Quantifying Poverty: The "Broken Yardstick"

Nicholas Eberstadt has on op-ed in the NYT that looks at the outdated way the Federal Govt. defines "poverty rate". The untold story, of course, is the fact that the Johnson Administration began the so-called "War on Poverty" in 1965 and, forty years and $3 Billion later, Poverty won. An objective analysis of these policies shows what an utter failure they have been.

The Census Bureau's lastest poverty rate estimates released on Aug. 30 determined that the percentage of Americans living in poverty was 12.7% compared to 11.2% in 1974. The problem is that the standards being applied were created in 1974 and don't take into consideration changes in economic trends or standard of living. For example:

The unemployment rate is lower, and the percentage of adults with paying jobs is distinctly higher. Thirty years ago, the proportion of adults without a high school diploma was more than twice as high as today (39 percent versus 16 percent). And antipoverty spending is vastly higher today than in 1974, even after inflation adjustments.

In the face of such evidence, what do you call an indicator that stubbornly insists that the percentage of Americans below a fixed poverty threshold has increased? How about "a broken compass?"

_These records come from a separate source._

use csv::{ReaderBuilder, WriterBuilder};
use tracing::{debug, info, warn};

use super::{BlobStore, StoreError};
use crate::core::{FUELING_COLUMNS, Fueling, Ledger, RowError, TRIP_COLUMNS, Trip};

/// A record that is stored as one CSV row under a fixed header.
pub trait TableRow: Sized {
    const COLUMNS: &'static [&'static str];

    fn to_row(&self) -> Vec<String>;
    fn from_row(row: &[String]) -> Result<Self, RowError>;
}

impl TableRow for Trip {
    const COLUMNS: &'static [&'static str] = &TRIP_COLUMNS;

    fn to_row(&self) -> Vec<String> {
        Trip::to_row(self)
    }

    fn from_row(row: &[String]) -> Result<Self, RowError> {
        Trip::from_row(row)
    }
}

impl TableRow for Fueling {
    const COLUMNS: &'static [&'static str] = &FUELING_COLUMNS;

    fn to_row(&self) -> Vec<String> {
        Fueling::to_row(self)
    }

    fn from_row(row: &[String]) -> Result<Self, RowError> {
        Fueling::from_row(row)
    }
}

/// Records read from a table together with the version they were read at.
#[derive(Debug, Clone, PartialEq)]
pub struct Loaded<T> {
    pub records: Vec<T>,
    /// `None` when the table did not exist or could not be fetched.
    pub version: Option<String>,
}

impl<T> Loaded<T> {
    fn empty() -> Self {
        Self {
            records: Vec::new(),
            version: None,
        }
    }
}

/// Stores the trip and fuel tables as CSV blobs.
pub struct TableStore<B> {
    backend: B,
    trips_path: String,
    fuelings_path: String,
}

impl<B: BlobStore> TableStore<B> {
    pub fn new(
        backend: B,
        trips_path: impl Into<String>,
        fuelings_path: impl Into<String>,
    ) -> Self {
        Self {
            backend,
            trips_path: trips_path.into(),
            fuelings_path: fuelings_path.into(),
        }
    }

    pub fn load_trips(&self) -> Result<Loaded<Trip>, StoreError> {
        self.load(&self.trips_path)
    }

    pub fn load_fuelings(&self) -> Result<Loaded<Fueling>, StoreError> {
        self.load(&self.fuelings_path)
    }

    pub fn save_trips(
        &mut self,
        trips: &[Trip],
        expected_version: Option<&str>,
    ) -> Result<String, StoreError> {
        let path = self.trips_path.clone();
        self.save(&path, trips, expected_version)
    }

    pub fn save_fuelings(
        &mut self,
        fuelings: &[Fueling],
        expected_version: Option<&str>,
    ) -> Result<String, StoreError> {
        let path = self.fuelings_path.clone();
        self.save(&path, fuelings, expected_version)
    }

    /// Loads both tables into a [`Ledger`].
    ///
    /// Returns the ledger with the trip and fuel table versions.
    pub fn load_ledger(&self) -> Result<(Ledger, Option<String>, Option<String>), StoreError> {
        let trips = self.load_trips()?;
        let fuelings = self.load_fuelings()?;
        Ok((
            Ledger::from_tables(trips.records, fuelings.records),
            trips.version,
            fuelings.version,
        ))
    }

    /// Reads a table. A missing blob or an unreachable backend yields an
    /// empty table; content that cannot be parsed is an error.
    fn load<T: TableRow>(&self, path: &str) -> Result<Loaded<T>, StoreError> {
        let blob = match self.backend.get(path) {
            Ok(Some(blob)) => blob,
            Ok(None) => {
                debug!(path, "Table does not exist yet");
                return Ok(Loaded::empty());
            }
            Err(e) => {
                warn!(path, error = %e, "Failed to load table, starting empty");
                return Ok(Loaded::empty());
            }
        };
        let records = parse_table::<T>(&blob.content)
            .map_err(|e| StoreError::Malformed(format!("{path}: {e}")))?;
        info!(path, rows = records.len(), version = %blob.version, "Loaded table");
        Ok(Loaded {
            records,
            version: Some(blob.version),
        })
    }

    fn save<T: TableRow>(
        &mut self,
        path: &str,
        records: &[T],
        expected_version: Option<&str>,
    ) -> Result<String, StoreError> {
        let content = serialize_table(records)?;
        let version = self.backend.put(path, &content, expected_version)?;
        info!(path, rows = records.len(), version = %version, "Saved table");
        Ok(version)
    }
}

/// Serializes records as CSV text with a header row.
pub fn serialize_table<T: TableRow>(records: &[T]) -> Result<String, StoreError> {
    let mut wtr = WriterBuilder::new().from_writer(Vec::new());
    wtr.write_record(T::COLUMNS)
        .map_err(|e| StoreError::Malformed(e.to_string()))?;
    for record in records {
        wtr.write_record(record.to_row())
            .map_err(|e| StoreError::Malformed(e.to_string()))?;
    }
    let bytes = wtr
        .into_inner()
        .map_err(|e| StoreError::Malformed(e.to_string()))?;
    String::from_utf8(bytes).map_err(|e| StoreError::Malformed(e.to_string()))
}

/// Parses CSV text written by [`serialize_table`].
///
/// Blank content is an empty table. The header must list `T::COLUMNS` in
/// order.
pub fn parse_table<T: TableRow>(content: &str) -> Result<Vec<T>, String> {
    if content.trim().is_empty() {
        return Ok(Vec::new());
    }
    let mut rdr = ReaderBuilder::new()
        .flexible(true)
        .from_reader(content.as_bytes());
    let headers = rdr.headers().map_err(|e| e.to_string())?;
    if !headers.iter().map(str::trim).eq(T::COLUMNS.iter().copied()) {
        return Err(format!(
            "unexpected header {:?}, expected {:?}",
            headers.iter().collect::<Vec<_>>(),
            T::COLUMNS
        ));
    }
    let mut records = Vec::new();
    for (idx, result) in rdr.records().enumerate() {
        let rec = result.map_err(|e| e.to_string())?;
        let row: Vec<String> = rec.iter().map(|s| s.to_string()).collect();
        let record = T::from_row(&row).map_err(|e| format!("row {}: {e}", idx + 1))?;
        records.push(record);
    }
    Ok(records)
}

#[cfg(test)]
mod tests {
    use super::*;
    use crate::store::{Blob, MemoryStore};
    use chrono::NaiveDate;

    /// Holds blobs but cannot read them back.
    struct UnreadableStore(MemoryStore);

    impl BlobStore for UnreadableStore {
        fn get(&self, _path: &str) -> Result<Option<Blob>, StoreError> {
            Err(StoreError::Unavailable("connection reset".into()))
        }

        fn put(
            &mut self,
            path: &str,
            content: &str,
            expected_version: Option<&str>,
        ) -> Result<String, StoreError> {
            self.0.put(path, content, expected_version)
        }
    }

    fn trip(odometer_after: u64, distance: u64, comment: Option<&str>) -> Trip {
        Trip {
            date: NaiveDate::from_ymd_opt(2024, 2, 29).unwrap(),
            driver: "anna".into(),
            odometer_after,
            distance,
            comment: comment.map(str::to_string),
            recorded_by: "anna".into(),
        }
    }

    #[test]
    fn serialized_table_starts_with_header() {
        let text = serialize_table(&[trip(10, 10, Some("to work, and back"))]).unwrap();
        let mut lines = text.lines();
        assert_eq!(
            lines.next(),
            Some("Date,Driver,Km After,Driven Km,Comment,User")
        );
        assert_eq!(
            lines.next(),
            Some("29.02.2024,anna,10,10,\"to work, and back\",anna")
        );
    }

    #[test]
    fn header_only_table_is_empty() {
        let text = serialize_table::<Fueling>(&[]).unwrap();
        assert_eq!(
            text.trim_end(),
            "Date,Fueler,Km,Euros,Liters,Note,Km since last fueling"
        );
        assert!(parse_table::<Fueling>(&text).unwrap().is_empty());
        assert!(parse_table::<Fueling>("").unwrap().is_empty());
    }

    #[test]
    fn wrong_header_is_rejected() {
        let err = parse_table::<Trip>("Date,Who\n01.01.2024,x\n").unwrap_err();
        assert!(err.contains("unexpected header"));
    }

    #[test]
    fn parse_reports_row_number() {
        let text = "Date,Driver,Km After,Driven Km,Comment,User\n\
                    01.01.2024,anna,10,10,,anna\n\
                    01.01.2024,ben,x,10,,ben\n";
        let err = parse_table::<Trip>(text).unwrap_err();
        assert!(err.starts_with("row 2:"), "{err}");
    }

    #[test]
    fn missing_tables_load_empty() {
        let store = TableStore::new(MemoryStore::new(), "trips.csv", "fuel.csv");
        let loaded = store.load_trips().unwrap();
        assert!(loaded.records.is_empty());
        assert_eq!(loaded.version, None);
    }

    #[test]
    fn malformed_table_is_an_error() {
        let mut backend = MemoryStore::new();
        backend.put("trips.csv", "garbage\n1\n", None).unwrap();
        let store = TableStore::new(backend, "trips.csv", "fuel.csv");
        let err = store.load_trips().unwrap_err();
        assert!(matches!(err, StoreError::Malformed(msg) if msg.starts_with("trips.csv")));
    }

    #[test]
    fn saved_tables_load_back_with_version() {
        let mut store = TableStore::new(MemoryStore::new(), "trips.csv", "fuel.csv");
        let trips = vec![trip(100, 100, None), trip(150, 50, Some("x"))];
        let version = store.save_trips(&trips, None).unwrap();
        let loaded = store.load_trips().unwrap();
        assert_eq!(loaded.records, trips);
        assert_eq!(loaded.version, Some(version));
    }

    #[test]
    fn unreachable_table_loads_empty_but_is_not_overwritten() {
        let mut backend = MemoryStore::new();
        let stored = serialize_table(&[trip(100, 100, None)]).unwrap();
        backend.put("trips.csv", &stored, None).unwrap();
        let mut store = TableStore::new(UnreadableStore(backend), "trips.csv", "fuel.csv");

        let loaded = store.load_trips().unwrap();
        assert_eq!(loaded, Loaded::empty());

        let err = store.save_trips(&[], loaded.version.as_deref()).unwrap_err();
        assert_eq!(
            err,
            StoreError::Conflict {
                path: "trips.csv".into()
            }
        );
        assert_eq!(store.backend.0.get("trips.csv").unwrap().unwrap().content, stored);
    }
}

Sometime late in July, I received the very Census form on which this study is based. It was very tedious to fill out for a family of five persons but, after several prodding phone calls from the Census Bureau, I managed to complete it and return it in time for the August 25th deadline. The questions were focused on employment, household income, and home ownership. Here are some of the questions that the form did not ask me:

- How many cars I owned
- What is my weekly/monthly grocery bill estimate and do I belong to any warehouse/wholesale outlets, like Costco or Sam's Club
- How much do I estimate that I spend on entertainment
- How many televisions do I own and do I subscribe to cable or pay TV service
- Do I own a DVD player
- Do I pay for special education services for my dependents
- Have I taken any vacations in the last year and what are the cost estimates for them

I could go on and on, but the bottom line is that the answers to such questions would go a long way to determining my standard of living. I define "poor" as being barely able to meet the minimum standard of living - food, shelter, clothing, etc.

As Eberstadt explains:

The poverty rate is out of step with all these other readings about deprivation in modern America because it was designed to measure the wrong thing. The poverty rate has always been derived from reported household income. (Exigency played a role here: at the start of the war on poverty 40 years ago, those income numbers were already available from the Census Bureau.) But a better gauge of a household's material deprivation is not what it earns, but what it spends. When we look at spending patterns, we immediately see a huge discrepancy between reported incomes and reported expenditures for low-income Americans.
Hey, I'm no Rockefeller (or Kerry or Kennedy for that matter) and I have to make hard choices all the time between what I want and what I really need. But I can personally attest to the fact that the gauge that the Federal Government uses to quantify "poverty rate" is - in the words of Eberstadt - the "single worst measure in our government's statistical arsenal".